Psychology and Biblical Studies
Society of Biblical Literature

Annual Meeting, Toronto, Canada
November  2002 ( Toronto)

Biblical Violence and Consolation:
Psychological Perspectives

D. Andrew Kille San Jose, CA Presider

Schuyler Brown, St Michaels College
Jung’s”Answer to Job” Revisited

Jung’s critique of the doctrine of God as “summum bonum” provides a helpful way to address the conflicting themes of violence and consolation in the Bible.

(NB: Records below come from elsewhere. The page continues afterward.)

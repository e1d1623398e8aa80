//! The driver loop.
//!
//! `serve` alternates between two moves until the conversation settles: if
//! the history ends in an open code block, advance it one replay pass in the
//! sandbox; otherwise project the history to the model view and ask the
//! backend for the next assistant message. The loop hands control back to
//! the caller either with pending tool calls to answer or with a terminal
//! assistant reply.

use protocol::{ClientMessage, EvalResult, ModelMessage, Outcome, ToolDefinition};
use sandbox::{typegen, EngineConfig};
use tracing::debug;

use crate::backend::Backend;
use crate::history::{self, Turn};
use crate::{Error, Result};

/// Maximum driver iterations per `serve` call. A single well-behaved turn
/// closes each code block once and asks the model once per block, so this
/// only trips on runaway conversations.
const MAX_TURNS: usize = 32;

/// A stateless code-mode orchestrator over one tool set.
pub struct Orchestrator<B> {
    backend: B,
    tools: Vec<ToolDefinition>,
    engine: EngineConfig,
    system_message: String,
    run_typescript: ToolDefinition,
}

impl<B: Backend> Orchestrator<B> {
    pub fn new(backend: B, tools: Vec<ToolDefinition>) -> Self {
        Self::with_engine(backend, tools, EngineConfig::default())
    }

    pub fn with_engine(backend: B, tools: Vec<ToolDefinition>, engine: EngineConfig) -> Self {
        let system_message = typegen::system_message(&tools);
        let run_typescript = typegen::run_typescript_tool();
        Self {
            backend,
            tools,
            engine,
            system_message,
            run_typescript,
        }
    }

    /// Advance the conversation and return the new message suffix.
    ///
    /// The suffix is non-empty and ends either in an assistant message with
    /// pending tool calls (the client must answer them before calling
    /// again) or in a terminal assistant message with plain content. The
    /// input history is never mutated.
    pub async fn serve(&self, history: &[ClientMessage]) -> Result<Vec<ClientMessage>> {
        let mut suffix: Vec<ClientMessage> = Vec::new();

        for _ in 0..MAX_TURNS {
            let combined: Vec<ClientMessage> =
                history.iter().chain(suffix.iter()).cloned().collect();

            match history::classify(&combined)? {
                Turn::Code { block, tool_state } => {
                    let id = block.id.clone();
                    debug!(block = %id, entries = tool_state.len(), "advancing code block");

                    let engine = self.engine.clone();
                    let tools = self.tools.clone();
                    let outcome = tokio::task::spawn_blocking(move || {
                        sandbox::evaluate(&engine, &block, &tool_state, &tools)
                    })
                    .await
                    .map_err(|e| Error::InvalidState(format!("sandbox task failed: {e}")))??;

                    match outcome {
                        Outcome::Success { value } => suffix.push(ClientMessage::CodeResult {
                            id,
                            result: EvalResult::Success { data: value },
                        }),
                        Outcome::Error { error } => suffix.push(ClientMessage::CodeResult {
                            id,
                            result: EvalResult::Error { error },
                        }),
                        Outcome::Partial { partial } => {
                            suffix.push(history::pending_to_client(&partial.tool_state));
                            return Ok(suffix);
                        }
                    }
                }
                Turn::Llm {
                    history: model_history,
                } => {
                    let mut messages = Vec::with_capacity(model_history.len() + 1);
                    messages.push(ModelMessage::System {
                        content: self.system_message.clone(),
                    });
                    messages.extend(model_history);

                    let reply = self
                        .backend
                        .complete(&messages, std::slice::from_ref(&self.run_typescript))
                        .await?;
                    debug!(tool_calls = reply.tool_calls.len(), "model replied");

                    let terminal = !reply.has_tool_calls();
                    suffix.push(history::model_to_client(&reply)?);
                    if terminal {
                        return Ok(suffix);
                    }
                }
            }
        }

        Err(Error::InvalidState(format!(
            "conversation did not settle within {MAX_TURNS} turns"
        )))
    }

    /// The system message generated for this orchestrator's tool set.
    pub fn system_message(&self) -> &str {
        &self.system_message
    }
}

Dan Merkur, University Of Toronto
Therapeutic Change in Job

Many psychological commentators on the Book of Job find the protagonist’s final reconciliation with God an unconvincing, emotionally inauthentic, pious gloss on a theologically disturbing text. Others suggest that the drama portrays a masochistic surrender, or capitulation, to God’s sadism. I argue that Job portrays therapeutic change. When violent deaths and other losses make it impossible for Job to believe in God’s justice and goodness, he enters a negative transference neurosis, analogous to an analysand’s rage at a psychoanalyst’s silence. In cruelly reminding Job of his place in the chain of being, his vision abreacts affects that were unformulated at the time of his traumata, permitting their mastery.

Daniel Terry
With the Jawbone of a Donkey:
Samson and Delilah, and the Psychological Truth About Violence

Drawing on the work of prison psychiatrist James Gilligan, the Biblical story of Samson and Delilah (Judges 14-16) is explored as an archetype of violence rooted in the emotional experience of shame. Mocking and scorn are shown to be the occasion for shame, which results in rage and violence. Violence in the text is used to demonstrate that the method and manner of violent acts can be “read” as symbolic representations of thoughts. All action is psychologically meaningful. Eyes, tongues, and hair are shown to represent the sources of shame and, consequently, to be the focus of revenge in an attempt to “undo” the shame of the offender. Samson’s final act–the destruction of the Philistine temple–serves as reminder of the inevitable rage resulting from the indignity of inhuman treatment. Implications for today are offered, with specific attention given to the prison system.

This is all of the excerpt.